State Theory from the Street Altar: The Muscles, the Saint and the Amparo

    (), vol. 43 (3), pp. 405-422

    Présentation (FED) : Cet article identifie l’action de l'État dans trois quartiers urbains de Mexico en posant la question des effets des pratiques de l'État au niveau de la rue. Un travail ethnographique et une collaboration avec deux artistes visuels à Mexico permet d’analyser trois processus de protection par l’Etat : les « muscles »' (impliquant des acteurs tels que les policiers, les chefs de gangs, les pères et les maris), le « saint » (impliquant des représentations de saints et la participation à d'autres chaînes de fidélité clientélistes) et « l'amparo » (une forme d'application de l'État de droit de manière personnalisée pour le règlement des conflits interpersonnels). Ces trois ensembles de pratiques sont ancrés dans l'histoire de la formation de l'État au Mexique depuis l'époque de la colonisation.
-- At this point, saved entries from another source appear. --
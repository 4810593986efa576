//! Emerald Storefront library.
//!
//! Client-side shopping state (cart, wishlist, recently viewed) behind a
//! JSON API, credentials auth against `PostgreSQL`, and a small built-in
//! catalog. The binary in `main.rs` only adds process concerns (Sentry,
//! the tracing subscriber, the listener) on top of [`app`].

#![cfg_attr(not(test), forbid(unsafe_code))]

pub mod actions;
pub mod catalog;
pub mod config;
pub mod context;
pub mod db;
pub mod error;
pub mod middleware;
pub mod models;
pub mod notify;
pub mod persistence;
pub mod pricing;
pub mod routes;
pub mod services;
pub mod state;
pub mod store;

use axum::{Router, routing::get};
use tower_http::trace::{DefaultOnResponse, OnResponse, TraceLayer};
use tower_sessions::{SessionManagerLayer, SessionStore};
use tracing::Span;

use crate::state::AppState;

/// Build the storefront router over any session store.
///
/// Auth routes get the strict rate limiter, the rest of `/api` the relaxed
/// one. Both key on proxy client-IP headers.
pub fn app<S>(state: AppState, session_layer: SessionManagerLayer<S>) -> Router
where
    S: SessionStore + Clone,
{
    let api = routes::routes()
        .layer(middleware::api_rate_limiter())
        .nest(
            "/auth",
            routes::auth_routes().layer(middleware::auth_rate_limiter()),
        );

    Router::new()
        .route("/health", get(routes::health))
        .route("/health/ready", get(routes::readiness))
        .nest("/api", api)
        .layer(session_layer)
        .layer(axum::middleware::from_fn(
            middleware::security_headers_middleware,
        ))
        .layer(axum::middleware::from_fn(middleware::request_id_middleware))
        .layer(
            TraceLayer::new_for_http()
                .make_span_with(|request: &axum::http::Request<_>| {
                    tracing::info_span!(
                        "http_request",
                        method = %request.method(),
                        uri = %request.uri(),
                        request_id = tracing::field::Empty,
                        status = tracing::field::Empty,
                        latency_ms = tracing::field::Empty,
                    )
                })
                .on_response(
                    |response: &axum::http::Response<_>,
                     latency: std::time::Duration,
                     span: &Span| {
                        span.record("status", response.status().as_u16());
                        span.record(
                            "latency_ms",
                            u64::try_from(latency.as_millis()).unwrap_or(u64::MAX),
                        );
                        DefaultOnResponse::default().on_response(response, latency, span);
                    },
                ),
        )
        .with_state(state)
}
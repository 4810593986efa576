//! Persistence bridge between collection stores and durable key-value storage.
//!
//! Storage backends implement [`KeyValueStore`]: string keys to string values,
//! the same shape as browser `localStorage`. The [`PersistenceBridge`] sits on
//! top and handles (de)serialization of whole collections:
//!
//! - an absent key loads as the empty collection
//! - a value that does not parse is logged, removed, and loads as empty
//! - `save` overwrites the key with the full JSON array
//!
//! # Backends
//!
//! - [`MemoryStorage`] - in-process map
//! - [`FileStorage`] - one JSON file per key in a directory
//! - [`SessionStorage`] - request-scoped snapshot of a `tower-sessions` session

mod file;
mod memory;
mod session;

pub use file::FileStorage;
pub use memory::MemoryStorage;
pub use session::SessionStorage;

use std::sync::Arc;

use serde::Serialize;
use serde::de::DeserializeOwned;
use thiserror::Error;

/// Storage key of the cart collection.
pub const CART_KEY: &str = "cart";

/// Storage key of the wishlist collection.
pub const WISHLIST_KEY: &str = "wishlist";

/// Storage key of the recently-viewed collection.
pub const RECENTLY_VIEWED_KEY: &str = "recentlyViewed";

/// All collection keys, in the order stores are created.
pub const COLLECTION_KEYS: [&str; 3] = [CART_KEY, WISHLIST_KEY, RECENTLY_VIEWED_KEY];

/// Errors raised by a storage backend.
#[derive(Debug, Error)]
pub enum StorageError {
    /// Filesystem operation failed.
    #[error("storage io error: {0}")]
    Io(#[from] std::io::Error),

    /// Value could not be serialized.
    #[error("serialization error: {0}")]
    Serialization(#[from] serde_json::Error),

    /// Key cannot be mapped onto the backend (e.g. path separators for files).
    #[error("invalid storage key: {0}")]
    InvalidKey(String),
}

/// A durable string key-value store.
///
/// Methods take `&self`; implementations use interior mutability so one
/// handle can be shared by the three stores of a client.
pub trait KeyValueStore {
    /// Read a value. `Ok(None)` when the key is absent.
    ///
    /// # Errors
    ///
    /// Returns `StorageError` if the backend cannot be read.
    fn get(&self, key: &str) -> Result<Option<String>, StorageError>;

    /// Write a value, replacing any previous one.
    ///
    /// # Errors
    ///
    /// Returns `StorageError` if the backend rejects the write.
    fn set(&self, key: &str, value: &str) -> Result<(), StorageError>;

    /// Delete a value. Succeeds when the key is already absent.
    ///
    /// # Errors
    ///
    /// Returns `StorageError` if the backend cannot be modified.
    fn remove(&self, key: &str) -> Result<(), StorageError>;
}

impl<T: KeyValueStore + ?Sized> KeyValueStore for Arc<T> {
    fn get(&self, key: &str) -> Result<Option<String>, StorageError> {
        (**self).get(key)
    }

    fn set(&self, key: &str, value: &str) -> Result<(), StorageError> {
        (**self).set(key, value)
    }

    fn remove(&self, key: &str) -> Result<(), StorageError> {
        (**self).remove(key)
    }
}

impl<T: KeyValueStore + ?Sized> KeyValueStore for &T {
    fn get(&self, key: &str) -> Result<Option<String>, StorageError> {
        (**self).get(key)
    }

    fn set(&self, key: &str, value: &str) -> Result<(), StorageError> {
        (**self).set(key, value)
    }

    fn remove(&self, key: &str) -> Result<(), StorageError> {
        (**self).remove(key)
    }
}

/// Loads and saves whole collections under a fixed key.
#[derive(Debug, Clone)]
pub struct PersistenceBridge<S> {
    storage: S,
    key: &'static str,
}

impl<S: KeyValueStore> PersistenceBridge<S> {
    /// Create a bridge for one collection key.
    #[must_use]
    pub const fn new(storage: S, key: &'static str) -> Self {
        Self { storage, key }
    }

    /// The storage key this bridge reads and writes.
    #[must_use]
    pub const fn key(&self) -> &'static str {
        self.key
    }

    /// The underlying storage handle.
    #[must_use]
    pub const fn storage(&self) -> &S {
        &self.storage
    }

    /// Load the collection.
    ///
    /// Never fails: absent data is the empty collection, and corrupt data is
    /// discarded from storage before returning the empty collection.
    pub fn load<T: DeserializeOwned>(&self) -> Vec<T> {
        let raw = match self.storage.get(self.key) {
            Ok(Some(raw)) => raw,
            Ok(None) => return Vec::new(),
            Err(e) => {
                tracing::warn!(key = self.key, error = %e, "Failed to read stored collection");
                return Vec::new();
            }
        };

        match serde_json::from_str::<Vec<T>>(&raw) {
            Ok(items) => items,
            Err(e) => {
                tracing::warn!(
                    key = self.key,
                    error = %e,
                    "Discarding unparseable stored collection"
                );
                if let Err(e) = self.storage.remove(self.key) {
                    tracing::warn!(key = self.key, error = %e, "Failed to remove corrupt entry");
                }
                Vec::new()
            }
        }
    }

    /// Overwrite the stored collection with `items`.
    ///
    /// # Errors
    ///
    /// Returns `StorageError` if serialization or the backend write fails.
    pub fn save<T: Serialize>(&self, items: &[T]) -> Result<(), StorageError> {
        let raw = serde_json::to_string(items)?;
        self.storage.set(self.key, &raw)
    }
}

#[cfg(test)]
#[allow(clippy::unwrap_used)]
mod tests {
    use emerald_core::{Price, Product, ProductId};

    use super::*;

    fn product(id: &str) -> Product {
        Product {
            id: ProductId::new(id),
            name: format!("Product {id}"),
            description: String::new(),
            price: Price::from_cents(1000),
            category: "Test".to_owned(),
            image: "/placeholder.svg".to_owned(),
        }
    }

    #[test]
    fn test_load_absent_key_is_empty() {
        let storage = MemoryStorage::new();
        let bridge = PersistenceBridge::new(&storage, WISHLIST_KEY);
        let items: Vec<Product> = bridge.load();
        assert!(items.is_empty());
    }

    #[test]
    fn test_save_then_load_preserves_order_and_content() {
        let storage = MemoryStorage::new();
        let bridge = PersistenceBridge::new(&storage, WISHLIST_KEY);
        let items = vec![product("3"), product("1"), product("2")];

        bridge.save(&items).unwrap();
        let loaded: Vec<Product> = bridge.load();

        assert_eq!(loaded, items);
    }

    #[test]
    fn test_corrupt_entry_is_removed_and_loads_empty() {
        let storage = MemoryStorage::new();
        storage.set(CART_KEY, "{not json").unwrap();
        let bridge = PersistenceBridge::new(&storage, CART_KEY);

        let items: Vec<Product> = bridge.load();

        assert!(items.is_empty());
        assert_eq!(storage.get(CART_KEY).unwrap(), None);
    }

    #[test]
    fn test_wrong_shape_counts_as_corrupt() {
        let storage = MemoryStorage::new();
        storage.set(WISHLIST_KEY, r#"{"id":"1"}"#).unwrap();
        let bridge = PersistenceBridge::new(&storage, WISHLIST_KEY);

        let items: Vec<Product> = bridge.load();

        assert!(items.is_empty());
        assert_eq!(storage.get(WISHLIST_KEY).unwrap(), None);
    }

    #[test]
    fn test_save_overwrites_previous_value() {
        let storage = MemoryStorage::new();
        let bridge = PersistenceBridge::new(&storage, RECENTLY_VIEWED_KEY);

        bridge.save(&[product("1"), product("2")]).unwrap();
        bridge.save(&[product("9")]).unwrap();
        let loaded: Vec<Product> = bridge.load();

        assert_eq!(loaded, vec![product("9")]);
    }

    #[test]
    fn test_arc_handle_shares_storage() {
        let storage = Arc::new(MemoryStorage::new());
        let a = PersistenceBridge::new(Arc::clone(&storage), CART_KEY);
        a.save(&[1_u32, 2, 3]).unwrap();

        let b = PersistenceBridge::new(storage, CART_KEY);
        let loaded: Vec<u32> = b.load();
        assert_eq!(loaded, vec![1, 2, 3]);
    }
}
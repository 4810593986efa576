//! Cart totals: subtotal, shipping, promo discount.
//!
//! Totals are derived from the cart lines on demand and never stored.

use std::time::Duration;

use emerald_core::Price;
use serde::Serialize;

use crate::store::CartLine;

/// Orders strictly above this subtotal ship free.
pub const FREE_SHIPPING_THRESHOLD: Price = Price::from_cents(10_000);

/// Flat shipping fee below the threshold.
pub const FLAT_SHIPPING_FEE: Price = Price::from_cents(999);

/// Default promo code.
pub const DEFAULT_PROMO_CODE: &str = "discount20";

/// Default promo percentage.
pub const DEFAULT_PROMO_PERCENT: u32 = 20;

/// Shipping for a given subtotal.
#[must_use]
pub fn shipping_for(subtotal: Price) -> Price {
    if subtotal > FREE_SHIPPING_THRESHOLD {
        Price::ZERO
    } else {
        FLAT_SHIPPING_FEE
    }
}

/// Sum of `price * quantity` over `lines`.
#[must_use]
pub fn subtotal(lines: &[CartLine]) -> Price {
    lines.iter().map(CartLine::line_total).sum()
}

/// A single percentage-off promo code.
#[derive(Debug, Clone, PartialEq, Eq)]
pub struct PromoPolicy {
    code: String,
    percent_off: u32,
    delay: Duration,
}

impl PromoPolicy {
    /// A promo granting `percent_off`% for `code` (matched case-insensitively).
    #[must_use]
    pub fn new(code: &str, percent_off: u32) -> Self {
        Self {
            code: code.to_lowercase(),
            percent_off: percent_off.min(100),
            delay: Duration::ZERO,
        }
    }

    /// Artificial latency applied by [`apply`](Self::apply).
    #[must_use]
    pub const fn with_delay(mut self, delay: Duration) -> Self {
        self.delay = delay;
        self
    }

    /// The configured code (lower-case).
    #[must_use]
    pub fn code(&self) -> &str {
        &self.code
    }

    /// The configured percentage.
    #[must_use]
    pub const fn percent_off(&self) -> u32 {
        self.percent_off
    }

    /// Whether `entered` is the promo code.
    #[must_use]
    pub fn matches(&self, entered: &str) -> bool {
        entered.to_lowercase() == self.code
    }

    /// Discount for `entered` on `subtotal`: the percentage on a match, zero otherwise.
    #[must_use]
    pub fn discount_for(&self, entered: &str, subtotal: Price) -> Price {
        if self.matches(entered) {
            subtotal.percent(self.percent_off)
        } else {
            Price::ZERO
        }
    }

    /// [`discount_for`](Self::discount_for) after the configured delay.
    pub async fn apply(&self, entered: &str, subtotal: Price) -> Price {
        if !self.delay.is_zero() {
            tokio::time::sleep(self.delay).await;
        }
        let discount = self.discount_for(entered, subtotal);
        tracing::debug!(
            accepted = !discount.is_zero(),
            discount = discount.cents(),
            "Promo code checked"
        );
        discount
    }
}

impl Default for PromoPolicy {
    fn default() -> Self {
        Self::new(DEFAULT_PROMO_CODE, DEFAULT_PROMO_PERCENT)
    }
}

/// Order summary for a cart.
#[derive(Debug, Clone, Copy, PartialEq, Eq, Serialize)]
pub struct CartTotals {
    pub subtotal: Price,
    pub shipping: Price,
    pub discount: Price,
    pub total: Price,
}

impl CartTotals {
    /// Totals for `lines` with an already computed `discount`.
    ///
    /// The discount is capped at the subtotal so the total never goes below shipping.
    #[must_use]
    pub fn compute(lines: &[CartLine], discount: Price) -> Self {
        let subtotal = subtotal(lines);
        let shipping = shipping_for(subtotal);
        let discount = discount.min(subtotal);
        Self {
            subtotal,
            shipping,
            discount,
            total: (subtotal + shipping).saturating_sub(discount),
        }
    }

    /// Whether shipping is free.
    #[must_use]
    pub const fn free_shipping(&self) -> bool {
        self.shipping.is_zero()
    }
}

#[cfg(test)]
#[allow(clippy::unwrap_used)]
mod tests {
    use emerald_core::{Product, ProductId};

    use super::*;

    fn line(cents: i64, quantity: u32) -> CartLine {
        let mut line = CartLine::new(&Product {
            id: ProductId::new(cents.to_string()),
            name: "Item".to_owned(),
            description: String::new(),
            price: Price::from_cents(cents),
            category: "Test".to_owned(),
            image: String::new(),
        });
        line.quantity = quantity;
        line
    }

    #[test]
    fn test_shipping_threshold() {
        assert_eq!(shipping_for(Price::from_cents(12_000)), Price::ZERO);
        assert_eq!(shipping_for(Price::from_cents(5000)), FLAT_SHIPPING_FEE);
        // Exactly at the threshold still pays shipping.
        assert_eq!(shipping_for(Price::from_cents(10_000)), FLAT_SHIPPING_FEE);
        assert_eq!(shipping_for(Price::from_cents(10_001)), Price::ZERO);
    }

    #[test]
    fn test_promo_discount() {
        let promo = PromoPolicy::default();
        let subtotal = Price::from_cents(10_000);

        assert_eq!(promo.discount_for("discount20", subtotal), Price::from_cents(2000));
        assert_eq!(promo.discount_for("DISCOUNT20", subtotal), Price::from_cents(2000));
        assert_eq!(promo.discount_for("discount10", subtotal), Price::ZERO);
        assert_eq!(promo.discount_for("", subtotal), Price::ZERO);
        assert_eq!(promo.discount_for(" discount20", subtotal), Price::ZERO);
    }

    #[test]
    fn test_custom_promo_policy() {
        let promo = PromoPolicy::new("Spring", 15);
        assert_eq!(promo.code(), "spring");
        assert_eq!(
            promo.discount_for("SPRING", Price::from_cents(2000)),
            Price::from_cents(300)
        );
        assert_eq!(PromoPolicy::new("x", 250).percent_off(), 100);
    }

    #[test]
    fn test_totals_with_free_shipping_and_discount() {
        let lines = [line(4999, 2), line(2001, 1)];
        let promo = PromoPolicy::default();
        let discount = promo.discount_for("discount20", subtotal(&lines));

        let totals = CartTotals::compute(&lines, discount);

        assert_eq!(totals.subtotal, Price::from_cents(11_999));
        assert!(totals.free_shipping());
        assert_eq!(totals.discount, Price::from_cents(2400));
        assert_eq!(totals.total, Price::from_cents(9599));
    }

    #[test]
    fn test_totals_with_flat_shipping() {
        let totals = CartTotals::compute(&[line(5000, 1)], Price::ZERO);
        assert_eq!(totals.shipping, FLAT_SHIPPING_FEE);
        assert_eq!(totals.total, Price::from_cents(5999));
    }

    #[test]
    fn test_empty_cart_totals() {
        let totals = CartTotals::compute(&[], Price::from_cents(500));
        assert_eq!(totals.subtotal, Price::ZERO);
        assert_eq!(totals.discount, Price::ZERO);
        assert_eq!(totals.total, FLAT_SHIPPING_FEE);
    }

    #[tokio::test]
    async fn test_apply_waits_for_configured_delay() {
        let promo = PromoPolicy::default().with_delay(Duration::from_millis(20));
        let started = std::time::Instant::now();

        let discount = promo.apply("discount20", Price::from_cents(5000)).await;

        assert_eq!(discount, Price::from_cents(1000));
        assert!(started.elapsed() >= Duration::from_millis(20));
    }
}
    Abstract (authors) : This article identifies traces of the state in three urban neighborhoods of Mexico City. Instead of asking what is the state, where is it located or what does it do, the question posed here is: what are the effects of state practices at the street level? By ethnographically and visually describing how protection is performed, the article argues that the state is not only ‘somewhere’ in specific functions, actors or institutions; it also manifests materialized effects produced by a web of conflict‐ridden relations. Discussion about the state in the global South generally revolves around its failures and informality. The proposal here is that, by analyzing the state from the standpoint of urban space, the focus is on how protection is performed and by means of which operations, relations, objects and actors—not whether the state works or not, or whether actors are formal or informal. Based on ongoing ethnographic work and a collaboration with two visual artists in Mexico City, the article analyzes three protective processes: the ‘muscles’ (involving actors including police officers, gang leaders, fathers and husbands), the ‘saint’ (involving caring for representations of various saints and participation in other clientelistic chains of fidelity) and the ‘amparo’ (a form of application of the rule of law in a personalized manner for the redress of interpersonal conflicts). These are three sets of practices that have been embedded in Mexico's history of state formation since the days of colonization.